## EXERCISE OBJECTIVE
Below are the records; give again exactly the line with "mod worker;", the line with "use parking_lot::Mutex;", and each line that lies between them, and nothing besides.

## RECORDS FOR THE TASK

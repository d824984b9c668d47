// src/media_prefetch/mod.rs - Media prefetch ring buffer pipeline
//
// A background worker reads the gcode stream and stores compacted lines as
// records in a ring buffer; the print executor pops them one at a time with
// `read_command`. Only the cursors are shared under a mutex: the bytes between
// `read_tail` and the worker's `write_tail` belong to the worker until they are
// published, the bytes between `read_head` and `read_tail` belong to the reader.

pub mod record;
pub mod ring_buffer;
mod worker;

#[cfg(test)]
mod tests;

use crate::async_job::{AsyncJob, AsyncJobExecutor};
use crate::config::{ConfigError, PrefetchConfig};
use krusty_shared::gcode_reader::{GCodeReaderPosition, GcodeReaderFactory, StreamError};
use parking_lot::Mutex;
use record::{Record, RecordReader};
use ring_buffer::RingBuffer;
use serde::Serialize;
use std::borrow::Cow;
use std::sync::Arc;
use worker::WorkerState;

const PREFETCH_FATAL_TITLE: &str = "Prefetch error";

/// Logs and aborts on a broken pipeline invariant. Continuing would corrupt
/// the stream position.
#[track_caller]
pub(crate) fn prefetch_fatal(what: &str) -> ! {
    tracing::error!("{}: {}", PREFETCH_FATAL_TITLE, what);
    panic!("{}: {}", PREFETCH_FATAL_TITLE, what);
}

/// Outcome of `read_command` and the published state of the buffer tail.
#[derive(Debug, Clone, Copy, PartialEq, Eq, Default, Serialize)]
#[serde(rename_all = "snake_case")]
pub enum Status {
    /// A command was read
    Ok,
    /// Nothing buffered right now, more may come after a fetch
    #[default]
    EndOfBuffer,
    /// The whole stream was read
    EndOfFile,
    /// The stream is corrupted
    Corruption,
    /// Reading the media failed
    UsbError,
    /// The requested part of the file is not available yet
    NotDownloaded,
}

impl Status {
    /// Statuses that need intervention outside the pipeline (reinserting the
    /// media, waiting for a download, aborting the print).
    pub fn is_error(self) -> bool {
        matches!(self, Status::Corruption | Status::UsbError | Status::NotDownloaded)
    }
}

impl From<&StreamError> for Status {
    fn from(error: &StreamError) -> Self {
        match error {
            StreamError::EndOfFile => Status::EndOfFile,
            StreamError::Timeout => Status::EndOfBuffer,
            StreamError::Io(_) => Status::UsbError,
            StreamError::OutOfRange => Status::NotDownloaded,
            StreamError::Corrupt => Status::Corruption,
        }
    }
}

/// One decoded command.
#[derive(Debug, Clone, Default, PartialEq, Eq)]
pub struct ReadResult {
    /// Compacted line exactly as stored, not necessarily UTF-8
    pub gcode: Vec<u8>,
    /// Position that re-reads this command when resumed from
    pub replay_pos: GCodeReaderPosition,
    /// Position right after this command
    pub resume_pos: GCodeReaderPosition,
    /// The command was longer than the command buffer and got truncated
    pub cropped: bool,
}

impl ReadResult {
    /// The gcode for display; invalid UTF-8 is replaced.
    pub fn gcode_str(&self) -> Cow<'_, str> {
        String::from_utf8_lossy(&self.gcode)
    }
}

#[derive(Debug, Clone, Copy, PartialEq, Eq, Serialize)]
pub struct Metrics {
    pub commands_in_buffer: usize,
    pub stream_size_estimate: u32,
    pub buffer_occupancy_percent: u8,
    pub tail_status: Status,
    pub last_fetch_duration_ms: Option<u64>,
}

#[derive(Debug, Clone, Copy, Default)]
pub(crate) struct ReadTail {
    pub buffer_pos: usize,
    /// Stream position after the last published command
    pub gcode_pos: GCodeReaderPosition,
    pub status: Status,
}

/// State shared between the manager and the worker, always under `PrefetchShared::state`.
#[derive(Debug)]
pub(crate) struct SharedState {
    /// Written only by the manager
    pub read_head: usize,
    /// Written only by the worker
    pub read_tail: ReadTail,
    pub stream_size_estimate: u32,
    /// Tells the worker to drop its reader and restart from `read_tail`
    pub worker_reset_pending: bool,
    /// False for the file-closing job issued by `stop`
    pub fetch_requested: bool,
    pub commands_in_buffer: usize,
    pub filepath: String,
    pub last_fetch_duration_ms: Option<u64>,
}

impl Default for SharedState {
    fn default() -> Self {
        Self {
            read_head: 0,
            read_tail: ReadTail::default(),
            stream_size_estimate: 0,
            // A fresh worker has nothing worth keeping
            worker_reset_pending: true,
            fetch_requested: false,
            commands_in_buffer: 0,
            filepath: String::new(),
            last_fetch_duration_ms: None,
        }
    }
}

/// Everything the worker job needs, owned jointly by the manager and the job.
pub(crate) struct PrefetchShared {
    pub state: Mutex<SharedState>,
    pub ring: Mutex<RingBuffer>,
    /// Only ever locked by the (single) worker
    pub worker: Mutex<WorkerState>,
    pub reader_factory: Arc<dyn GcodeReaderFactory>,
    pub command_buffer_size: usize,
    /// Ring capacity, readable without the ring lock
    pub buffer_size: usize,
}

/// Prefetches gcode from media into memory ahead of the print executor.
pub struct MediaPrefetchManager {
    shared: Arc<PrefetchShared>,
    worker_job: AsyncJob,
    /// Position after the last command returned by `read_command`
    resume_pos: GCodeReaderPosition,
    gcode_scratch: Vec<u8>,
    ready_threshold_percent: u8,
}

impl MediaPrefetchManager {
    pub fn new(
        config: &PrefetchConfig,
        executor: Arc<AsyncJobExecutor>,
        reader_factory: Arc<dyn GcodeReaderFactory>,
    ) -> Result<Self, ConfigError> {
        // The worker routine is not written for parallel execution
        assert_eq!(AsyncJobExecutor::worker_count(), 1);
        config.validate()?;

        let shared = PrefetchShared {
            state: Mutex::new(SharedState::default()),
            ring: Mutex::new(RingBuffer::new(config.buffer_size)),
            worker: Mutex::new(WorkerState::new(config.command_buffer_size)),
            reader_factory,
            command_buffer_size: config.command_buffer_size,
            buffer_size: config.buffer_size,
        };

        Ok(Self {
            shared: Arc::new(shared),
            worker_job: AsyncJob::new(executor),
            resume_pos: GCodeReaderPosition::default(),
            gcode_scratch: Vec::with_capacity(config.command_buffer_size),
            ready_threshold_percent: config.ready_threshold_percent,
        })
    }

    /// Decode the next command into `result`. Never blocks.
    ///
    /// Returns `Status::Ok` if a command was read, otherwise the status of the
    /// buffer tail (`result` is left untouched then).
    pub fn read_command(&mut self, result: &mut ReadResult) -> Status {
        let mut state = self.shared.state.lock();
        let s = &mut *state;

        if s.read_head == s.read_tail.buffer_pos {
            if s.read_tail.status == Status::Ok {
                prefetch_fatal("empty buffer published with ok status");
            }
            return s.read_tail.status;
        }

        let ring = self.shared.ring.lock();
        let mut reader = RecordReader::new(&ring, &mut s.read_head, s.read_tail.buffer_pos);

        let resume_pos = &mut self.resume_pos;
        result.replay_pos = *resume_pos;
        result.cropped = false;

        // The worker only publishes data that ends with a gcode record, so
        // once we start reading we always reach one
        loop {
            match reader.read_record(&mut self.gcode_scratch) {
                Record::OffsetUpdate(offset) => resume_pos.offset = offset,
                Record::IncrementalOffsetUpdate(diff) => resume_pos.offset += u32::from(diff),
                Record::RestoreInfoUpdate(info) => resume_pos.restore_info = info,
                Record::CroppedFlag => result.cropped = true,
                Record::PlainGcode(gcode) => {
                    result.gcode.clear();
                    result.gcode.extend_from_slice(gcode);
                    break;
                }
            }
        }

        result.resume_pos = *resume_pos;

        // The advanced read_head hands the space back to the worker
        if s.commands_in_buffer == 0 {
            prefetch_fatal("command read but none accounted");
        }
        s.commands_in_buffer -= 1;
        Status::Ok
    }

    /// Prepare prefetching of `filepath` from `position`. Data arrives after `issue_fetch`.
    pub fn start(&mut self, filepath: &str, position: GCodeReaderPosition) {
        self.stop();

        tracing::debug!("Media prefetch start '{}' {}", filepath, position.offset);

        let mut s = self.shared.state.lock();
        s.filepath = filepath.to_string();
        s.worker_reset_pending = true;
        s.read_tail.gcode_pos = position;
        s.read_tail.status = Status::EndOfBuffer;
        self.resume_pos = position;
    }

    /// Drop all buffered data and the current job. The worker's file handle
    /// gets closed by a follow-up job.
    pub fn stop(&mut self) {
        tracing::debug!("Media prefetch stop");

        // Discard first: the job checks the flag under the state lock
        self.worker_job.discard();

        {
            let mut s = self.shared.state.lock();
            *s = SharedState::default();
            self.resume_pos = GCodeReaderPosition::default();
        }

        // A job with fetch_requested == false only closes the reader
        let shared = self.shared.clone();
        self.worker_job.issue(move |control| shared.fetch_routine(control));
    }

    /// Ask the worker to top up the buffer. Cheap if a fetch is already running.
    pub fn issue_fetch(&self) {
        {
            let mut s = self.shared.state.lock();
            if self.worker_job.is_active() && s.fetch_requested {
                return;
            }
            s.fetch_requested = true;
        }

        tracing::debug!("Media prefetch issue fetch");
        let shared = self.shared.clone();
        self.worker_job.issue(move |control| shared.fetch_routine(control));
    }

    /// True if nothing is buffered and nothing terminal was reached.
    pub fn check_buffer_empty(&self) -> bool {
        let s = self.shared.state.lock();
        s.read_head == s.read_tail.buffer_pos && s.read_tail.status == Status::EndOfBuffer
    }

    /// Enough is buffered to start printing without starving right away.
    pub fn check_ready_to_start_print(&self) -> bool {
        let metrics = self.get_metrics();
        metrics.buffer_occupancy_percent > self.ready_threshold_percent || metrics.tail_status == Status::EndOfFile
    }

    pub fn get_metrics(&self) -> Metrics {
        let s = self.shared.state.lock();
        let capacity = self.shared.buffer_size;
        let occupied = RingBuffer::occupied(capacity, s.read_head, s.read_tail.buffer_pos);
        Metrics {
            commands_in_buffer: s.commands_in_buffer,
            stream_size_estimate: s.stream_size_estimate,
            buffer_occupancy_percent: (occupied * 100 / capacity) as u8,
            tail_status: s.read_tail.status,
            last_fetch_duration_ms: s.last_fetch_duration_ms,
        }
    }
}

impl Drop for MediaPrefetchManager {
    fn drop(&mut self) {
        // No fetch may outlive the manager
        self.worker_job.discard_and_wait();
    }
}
---
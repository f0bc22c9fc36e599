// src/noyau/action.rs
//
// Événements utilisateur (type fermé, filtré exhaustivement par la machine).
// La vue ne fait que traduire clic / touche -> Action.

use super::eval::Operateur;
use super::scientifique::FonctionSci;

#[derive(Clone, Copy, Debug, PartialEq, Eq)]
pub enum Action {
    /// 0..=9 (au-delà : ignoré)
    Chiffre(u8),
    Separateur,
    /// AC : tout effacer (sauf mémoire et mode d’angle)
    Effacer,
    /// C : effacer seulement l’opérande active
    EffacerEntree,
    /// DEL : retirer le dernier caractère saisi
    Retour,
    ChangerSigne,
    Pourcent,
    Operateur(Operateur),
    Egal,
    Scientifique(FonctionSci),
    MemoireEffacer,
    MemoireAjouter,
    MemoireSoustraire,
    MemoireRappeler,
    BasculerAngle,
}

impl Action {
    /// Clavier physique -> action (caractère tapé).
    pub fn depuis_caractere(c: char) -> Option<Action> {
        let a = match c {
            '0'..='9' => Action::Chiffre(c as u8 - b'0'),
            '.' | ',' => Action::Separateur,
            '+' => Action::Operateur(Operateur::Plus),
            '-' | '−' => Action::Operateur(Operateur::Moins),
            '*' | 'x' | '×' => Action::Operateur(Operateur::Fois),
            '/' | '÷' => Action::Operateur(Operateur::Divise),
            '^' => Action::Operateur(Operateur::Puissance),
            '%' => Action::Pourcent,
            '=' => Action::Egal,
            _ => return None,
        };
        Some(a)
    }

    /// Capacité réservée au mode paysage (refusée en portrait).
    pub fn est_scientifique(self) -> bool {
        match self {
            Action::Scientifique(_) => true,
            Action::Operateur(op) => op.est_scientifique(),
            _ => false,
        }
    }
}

## ANSWER SECTION
mod worker;

#[cfg(test)]
mod tests;

use crate::async_job::{AsyncJob, AsyncJobExecutor};
use crate::config::{ConfigError, PrefetchConfig};
use krusty_shared::gcode_reader::{GCodeReaderPosition, GcodeReaderFactory, StreamError};
use parking_lot::Mutex;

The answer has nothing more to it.